[YOUR INSTRUCTIONS]
After locating "filename src/runner/executor.rs" in the listing below, copy that line and each one after it exactly, ending with the line that has "directory at the".

+===+

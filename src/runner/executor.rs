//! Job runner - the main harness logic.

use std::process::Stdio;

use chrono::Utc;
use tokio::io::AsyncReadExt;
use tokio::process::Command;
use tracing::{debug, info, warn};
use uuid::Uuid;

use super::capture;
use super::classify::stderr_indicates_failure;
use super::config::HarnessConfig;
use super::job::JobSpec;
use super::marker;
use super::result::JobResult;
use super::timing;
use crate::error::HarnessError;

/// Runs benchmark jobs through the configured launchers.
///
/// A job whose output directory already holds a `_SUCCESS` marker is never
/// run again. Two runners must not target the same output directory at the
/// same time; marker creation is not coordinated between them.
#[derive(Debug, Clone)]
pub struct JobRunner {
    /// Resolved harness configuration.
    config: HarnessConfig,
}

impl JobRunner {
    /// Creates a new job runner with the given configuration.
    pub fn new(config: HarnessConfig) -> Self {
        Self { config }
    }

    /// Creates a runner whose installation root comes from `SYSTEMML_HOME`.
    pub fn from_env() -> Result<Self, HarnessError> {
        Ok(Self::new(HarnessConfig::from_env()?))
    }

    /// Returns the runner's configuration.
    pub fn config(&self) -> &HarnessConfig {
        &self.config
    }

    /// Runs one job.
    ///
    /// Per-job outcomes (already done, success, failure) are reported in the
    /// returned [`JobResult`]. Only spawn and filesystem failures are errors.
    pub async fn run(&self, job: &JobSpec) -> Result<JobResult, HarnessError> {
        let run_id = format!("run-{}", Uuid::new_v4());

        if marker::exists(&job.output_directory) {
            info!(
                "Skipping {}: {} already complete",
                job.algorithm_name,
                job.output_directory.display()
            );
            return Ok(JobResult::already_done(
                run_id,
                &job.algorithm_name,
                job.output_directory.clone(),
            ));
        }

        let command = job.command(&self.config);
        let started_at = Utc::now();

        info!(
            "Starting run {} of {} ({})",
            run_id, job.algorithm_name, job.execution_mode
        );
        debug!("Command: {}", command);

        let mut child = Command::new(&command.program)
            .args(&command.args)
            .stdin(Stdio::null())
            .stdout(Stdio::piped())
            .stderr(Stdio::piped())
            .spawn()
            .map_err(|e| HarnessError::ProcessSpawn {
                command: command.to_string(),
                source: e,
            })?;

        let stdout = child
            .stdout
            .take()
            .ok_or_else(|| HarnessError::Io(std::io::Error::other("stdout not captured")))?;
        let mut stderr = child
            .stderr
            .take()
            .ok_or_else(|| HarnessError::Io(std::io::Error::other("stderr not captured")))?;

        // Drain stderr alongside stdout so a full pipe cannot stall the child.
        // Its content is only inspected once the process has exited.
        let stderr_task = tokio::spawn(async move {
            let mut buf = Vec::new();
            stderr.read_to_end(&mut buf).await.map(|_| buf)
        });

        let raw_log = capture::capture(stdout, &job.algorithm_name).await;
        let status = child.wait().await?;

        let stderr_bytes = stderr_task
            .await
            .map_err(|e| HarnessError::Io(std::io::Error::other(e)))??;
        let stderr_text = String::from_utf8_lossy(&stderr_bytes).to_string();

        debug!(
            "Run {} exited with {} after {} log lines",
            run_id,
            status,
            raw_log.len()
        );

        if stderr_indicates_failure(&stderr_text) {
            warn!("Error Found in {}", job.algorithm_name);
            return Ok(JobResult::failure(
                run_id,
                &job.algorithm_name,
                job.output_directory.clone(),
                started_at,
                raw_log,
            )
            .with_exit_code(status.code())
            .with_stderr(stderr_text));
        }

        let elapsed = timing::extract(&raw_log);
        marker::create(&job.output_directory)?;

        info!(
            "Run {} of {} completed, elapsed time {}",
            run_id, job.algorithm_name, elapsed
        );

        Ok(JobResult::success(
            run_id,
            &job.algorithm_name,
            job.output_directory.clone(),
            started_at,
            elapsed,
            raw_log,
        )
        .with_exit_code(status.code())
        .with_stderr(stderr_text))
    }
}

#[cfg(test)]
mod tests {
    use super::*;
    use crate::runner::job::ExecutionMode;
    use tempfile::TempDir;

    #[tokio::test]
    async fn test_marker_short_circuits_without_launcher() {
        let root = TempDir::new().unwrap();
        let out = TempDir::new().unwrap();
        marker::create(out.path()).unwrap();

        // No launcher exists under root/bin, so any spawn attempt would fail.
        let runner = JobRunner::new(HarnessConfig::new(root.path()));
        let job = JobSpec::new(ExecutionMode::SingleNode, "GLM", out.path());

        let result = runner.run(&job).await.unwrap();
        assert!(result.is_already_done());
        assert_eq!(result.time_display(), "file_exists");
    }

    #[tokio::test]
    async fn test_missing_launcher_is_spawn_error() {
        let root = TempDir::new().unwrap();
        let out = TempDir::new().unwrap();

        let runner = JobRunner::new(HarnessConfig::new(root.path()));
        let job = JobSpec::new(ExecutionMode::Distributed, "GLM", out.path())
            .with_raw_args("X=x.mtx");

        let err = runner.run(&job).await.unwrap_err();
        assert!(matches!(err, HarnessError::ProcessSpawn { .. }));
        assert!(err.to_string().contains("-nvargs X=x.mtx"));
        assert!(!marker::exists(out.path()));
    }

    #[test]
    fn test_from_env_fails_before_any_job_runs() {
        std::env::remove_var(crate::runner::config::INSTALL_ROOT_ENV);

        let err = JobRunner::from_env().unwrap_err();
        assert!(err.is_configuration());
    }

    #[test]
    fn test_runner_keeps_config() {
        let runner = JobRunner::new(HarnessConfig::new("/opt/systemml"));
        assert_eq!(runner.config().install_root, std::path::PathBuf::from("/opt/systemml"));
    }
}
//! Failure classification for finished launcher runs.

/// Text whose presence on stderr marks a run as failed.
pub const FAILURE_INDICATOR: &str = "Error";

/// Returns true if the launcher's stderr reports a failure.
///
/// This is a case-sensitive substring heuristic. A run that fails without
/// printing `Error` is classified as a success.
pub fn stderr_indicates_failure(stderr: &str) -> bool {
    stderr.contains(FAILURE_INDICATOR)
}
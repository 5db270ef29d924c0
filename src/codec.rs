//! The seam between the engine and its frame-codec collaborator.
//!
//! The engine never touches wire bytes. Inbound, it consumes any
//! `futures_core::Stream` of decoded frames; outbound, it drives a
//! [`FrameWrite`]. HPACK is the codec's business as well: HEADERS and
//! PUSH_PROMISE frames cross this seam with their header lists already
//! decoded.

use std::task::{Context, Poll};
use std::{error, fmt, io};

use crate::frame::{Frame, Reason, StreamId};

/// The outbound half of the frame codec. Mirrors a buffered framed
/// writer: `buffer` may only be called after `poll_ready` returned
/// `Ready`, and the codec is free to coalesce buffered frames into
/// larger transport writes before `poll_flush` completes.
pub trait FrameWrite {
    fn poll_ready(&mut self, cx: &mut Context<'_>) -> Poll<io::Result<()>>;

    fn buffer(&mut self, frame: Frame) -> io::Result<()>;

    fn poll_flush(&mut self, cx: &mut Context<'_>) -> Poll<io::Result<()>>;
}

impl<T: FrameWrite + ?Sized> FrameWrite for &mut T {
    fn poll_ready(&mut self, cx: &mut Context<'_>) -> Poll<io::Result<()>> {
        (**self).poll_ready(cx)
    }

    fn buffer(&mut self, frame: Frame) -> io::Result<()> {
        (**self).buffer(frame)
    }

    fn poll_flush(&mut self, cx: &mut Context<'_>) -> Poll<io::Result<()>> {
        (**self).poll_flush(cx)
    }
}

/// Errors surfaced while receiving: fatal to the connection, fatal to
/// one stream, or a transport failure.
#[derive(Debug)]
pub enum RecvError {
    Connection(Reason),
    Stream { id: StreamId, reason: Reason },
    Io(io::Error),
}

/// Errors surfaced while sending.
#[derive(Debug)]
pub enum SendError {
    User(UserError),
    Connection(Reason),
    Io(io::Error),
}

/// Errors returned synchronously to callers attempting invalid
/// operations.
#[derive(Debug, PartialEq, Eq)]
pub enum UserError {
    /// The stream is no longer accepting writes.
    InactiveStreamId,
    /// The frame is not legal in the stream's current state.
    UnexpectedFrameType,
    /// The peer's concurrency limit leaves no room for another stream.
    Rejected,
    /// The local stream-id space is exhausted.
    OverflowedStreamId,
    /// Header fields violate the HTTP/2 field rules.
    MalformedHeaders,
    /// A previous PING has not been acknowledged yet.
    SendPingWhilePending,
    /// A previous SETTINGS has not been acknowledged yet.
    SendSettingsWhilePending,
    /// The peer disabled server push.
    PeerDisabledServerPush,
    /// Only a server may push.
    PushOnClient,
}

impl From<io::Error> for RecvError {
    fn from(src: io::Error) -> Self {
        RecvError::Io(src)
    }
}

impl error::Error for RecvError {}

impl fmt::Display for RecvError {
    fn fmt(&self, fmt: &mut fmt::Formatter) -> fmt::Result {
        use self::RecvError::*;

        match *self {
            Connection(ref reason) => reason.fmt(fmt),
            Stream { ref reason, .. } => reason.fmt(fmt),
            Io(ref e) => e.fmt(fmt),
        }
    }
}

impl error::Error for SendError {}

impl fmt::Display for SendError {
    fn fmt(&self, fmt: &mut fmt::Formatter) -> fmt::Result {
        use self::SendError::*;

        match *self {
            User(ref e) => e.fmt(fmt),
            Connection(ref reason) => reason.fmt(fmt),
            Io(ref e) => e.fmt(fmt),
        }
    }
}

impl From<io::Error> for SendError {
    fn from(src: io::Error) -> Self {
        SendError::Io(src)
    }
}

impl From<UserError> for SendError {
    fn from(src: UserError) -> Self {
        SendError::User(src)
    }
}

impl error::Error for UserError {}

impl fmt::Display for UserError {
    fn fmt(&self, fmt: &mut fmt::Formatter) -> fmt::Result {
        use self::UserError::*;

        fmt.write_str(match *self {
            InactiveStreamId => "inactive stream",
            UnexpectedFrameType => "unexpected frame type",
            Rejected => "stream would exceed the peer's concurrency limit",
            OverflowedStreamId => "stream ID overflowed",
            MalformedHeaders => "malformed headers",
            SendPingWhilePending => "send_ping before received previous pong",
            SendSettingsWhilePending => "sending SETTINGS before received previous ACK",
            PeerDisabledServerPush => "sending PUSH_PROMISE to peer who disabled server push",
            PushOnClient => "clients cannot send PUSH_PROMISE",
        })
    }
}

+===+

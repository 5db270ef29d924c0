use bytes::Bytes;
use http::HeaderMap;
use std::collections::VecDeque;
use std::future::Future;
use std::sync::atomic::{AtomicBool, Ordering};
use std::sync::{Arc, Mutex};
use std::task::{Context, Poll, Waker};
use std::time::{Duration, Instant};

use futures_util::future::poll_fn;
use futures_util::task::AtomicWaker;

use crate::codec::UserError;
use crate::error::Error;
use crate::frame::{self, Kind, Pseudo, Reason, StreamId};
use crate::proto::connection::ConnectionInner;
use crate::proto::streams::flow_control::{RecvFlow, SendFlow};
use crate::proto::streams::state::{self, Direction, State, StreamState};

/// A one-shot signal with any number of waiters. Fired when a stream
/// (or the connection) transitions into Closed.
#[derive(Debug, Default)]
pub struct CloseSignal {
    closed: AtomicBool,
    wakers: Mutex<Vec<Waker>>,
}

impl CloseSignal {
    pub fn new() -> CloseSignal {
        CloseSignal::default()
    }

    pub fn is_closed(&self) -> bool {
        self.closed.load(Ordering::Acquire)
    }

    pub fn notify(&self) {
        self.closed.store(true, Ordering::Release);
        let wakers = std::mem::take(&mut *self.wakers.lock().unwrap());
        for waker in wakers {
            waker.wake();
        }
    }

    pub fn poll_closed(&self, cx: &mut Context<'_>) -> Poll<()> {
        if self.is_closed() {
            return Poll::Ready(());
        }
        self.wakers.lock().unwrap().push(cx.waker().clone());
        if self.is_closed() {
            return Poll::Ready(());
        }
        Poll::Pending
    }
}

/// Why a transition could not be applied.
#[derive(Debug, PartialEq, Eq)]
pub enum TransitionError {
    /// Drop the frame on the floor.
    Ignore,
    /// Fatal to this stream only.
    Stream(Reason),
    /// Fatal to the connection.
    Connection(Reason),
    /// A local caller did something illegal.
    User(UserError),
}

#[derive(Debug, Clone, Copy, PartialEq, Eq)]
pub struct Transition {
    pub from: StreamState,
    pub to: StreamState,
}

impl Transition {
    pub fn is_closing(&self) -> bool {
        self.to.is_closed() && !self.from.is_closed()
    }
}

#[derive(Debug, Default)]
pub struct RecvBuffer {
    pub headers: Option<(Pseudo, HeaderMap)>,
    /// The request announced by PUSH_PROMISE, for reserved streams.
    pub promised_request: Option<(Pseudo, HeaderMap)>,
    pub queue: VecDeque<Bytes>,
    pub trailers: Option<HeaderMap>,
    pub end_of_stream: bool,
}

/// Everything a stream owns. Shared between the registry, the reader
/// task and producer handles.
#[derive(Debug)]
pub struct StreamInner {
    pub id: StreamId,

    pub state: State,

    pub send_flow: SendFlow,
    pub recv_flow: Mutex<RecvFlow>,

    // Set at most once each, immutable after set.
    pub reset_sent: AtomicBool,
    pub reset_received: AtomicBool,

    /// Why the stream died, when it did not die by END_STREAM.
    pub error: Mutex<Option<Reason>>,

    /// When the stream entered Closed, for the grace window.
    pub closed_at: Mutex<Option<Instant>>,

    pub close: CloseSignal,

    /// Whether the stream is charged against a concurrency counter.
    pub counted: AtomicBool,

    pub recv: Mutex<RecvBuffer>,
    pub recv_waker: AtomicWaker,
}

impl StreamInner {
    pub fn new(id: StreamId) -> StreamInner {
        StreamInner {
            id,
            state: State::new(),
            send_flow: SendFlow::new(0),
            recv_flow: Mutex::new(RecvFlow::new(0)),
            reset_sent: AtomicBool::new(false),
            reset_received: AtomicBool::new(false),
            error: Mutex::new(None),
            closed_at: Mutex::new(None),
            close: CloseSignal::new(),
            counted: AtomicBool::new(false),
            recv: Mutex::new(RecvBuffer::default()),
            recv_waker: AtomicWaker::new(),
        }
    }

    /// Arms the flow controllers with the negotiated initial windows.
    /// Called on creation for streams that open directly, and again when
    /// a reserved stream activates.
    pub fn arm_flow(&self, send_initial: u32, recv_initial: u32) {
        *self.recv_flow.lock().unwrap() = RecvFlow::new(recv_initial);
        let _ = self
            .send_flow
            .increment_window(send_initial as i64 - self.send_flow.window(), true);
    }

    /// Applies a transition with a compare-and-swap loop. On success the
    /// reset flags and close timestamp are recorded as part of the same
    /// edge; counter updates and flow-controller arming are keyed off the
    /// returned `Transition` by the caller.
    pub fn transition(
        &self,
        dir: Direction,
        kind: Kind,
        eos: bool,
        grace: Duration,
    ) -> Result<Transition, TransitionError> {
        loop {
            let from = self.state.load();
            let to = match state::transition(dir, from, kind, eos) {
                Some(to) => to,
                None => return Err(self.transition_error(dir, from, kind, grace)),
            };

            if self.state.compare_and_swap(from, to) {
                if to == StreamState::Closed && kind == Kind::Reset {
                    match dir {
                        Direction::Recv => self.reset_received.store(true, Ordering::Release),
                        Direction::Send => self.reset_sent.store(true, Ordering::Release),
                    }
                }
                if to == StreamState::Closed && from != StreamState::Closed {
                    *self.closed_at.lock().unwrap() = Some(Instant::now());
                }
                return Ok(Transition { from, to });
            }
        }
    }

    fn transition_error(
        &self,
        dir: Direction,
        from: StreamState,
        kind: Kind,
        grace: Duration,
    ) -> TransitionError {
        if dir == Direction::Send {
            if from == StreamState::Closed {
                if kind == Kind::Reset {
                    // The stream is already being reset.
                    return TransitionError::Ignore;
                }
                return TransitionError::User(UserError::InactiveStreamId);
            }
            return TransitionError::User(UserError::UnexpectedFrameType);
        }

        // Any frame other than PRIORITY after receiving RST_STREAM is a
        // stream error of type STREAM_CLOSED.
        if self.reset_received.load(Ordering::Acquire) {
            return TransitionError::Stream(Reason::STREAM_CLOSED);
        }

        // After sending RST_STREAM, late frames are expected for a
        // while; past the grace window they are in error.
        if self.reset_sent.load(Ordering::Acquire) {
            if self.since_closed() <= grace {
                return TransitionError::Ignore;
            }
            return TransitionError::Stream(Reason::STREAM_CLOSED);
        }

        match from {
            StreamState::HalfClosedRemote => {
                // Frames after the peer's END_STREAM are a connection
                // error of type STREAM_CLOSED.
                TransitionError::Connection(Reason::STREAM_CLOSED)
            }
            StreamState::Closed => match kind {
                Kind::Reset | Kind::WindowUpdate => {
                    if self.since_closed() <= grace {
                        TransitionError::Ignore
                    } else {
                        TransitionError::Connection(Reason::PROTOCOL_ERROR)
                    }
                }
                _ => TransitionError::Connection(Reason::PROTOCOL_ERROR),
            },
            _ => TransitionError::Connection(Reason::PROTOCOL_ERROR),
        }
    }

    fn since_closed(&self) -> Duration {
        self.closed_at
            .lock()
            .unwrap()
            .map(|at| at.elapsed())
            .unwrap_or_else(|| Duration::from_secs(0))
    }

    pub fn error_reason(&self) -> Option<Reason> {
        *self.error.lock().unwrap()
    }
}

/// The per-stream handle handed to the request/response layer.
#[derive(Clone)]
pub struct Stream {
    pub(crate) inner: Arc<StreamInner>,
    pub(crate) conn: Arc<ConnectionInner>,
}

+===+

[ANSWER TO THIS TASK]
filename src/runner/executor.rs
//! Job runner - the main harness logic.

use std::process::Stdio;

use chrono::Utc;
use tokio::io::AsyncReadExt;
use tokio::process::Command;
use tracing::{debug, info, warn};
use uuid::Uuid;

use super::capture;
use super::classify::stderr_indicates_failure;
use super::config::HarnessConfig;
use super::job::JobSpec;
use super::marker;
use super::result::JobResult;
use super::timing;
use crate::error::HarnessError;

/// Runs benchmark jobs through the configured launchers.
///
/// A job whose output directory already holds a `_SUCCESS` marker is never
/// run again. Two runners must not target the same output directory at the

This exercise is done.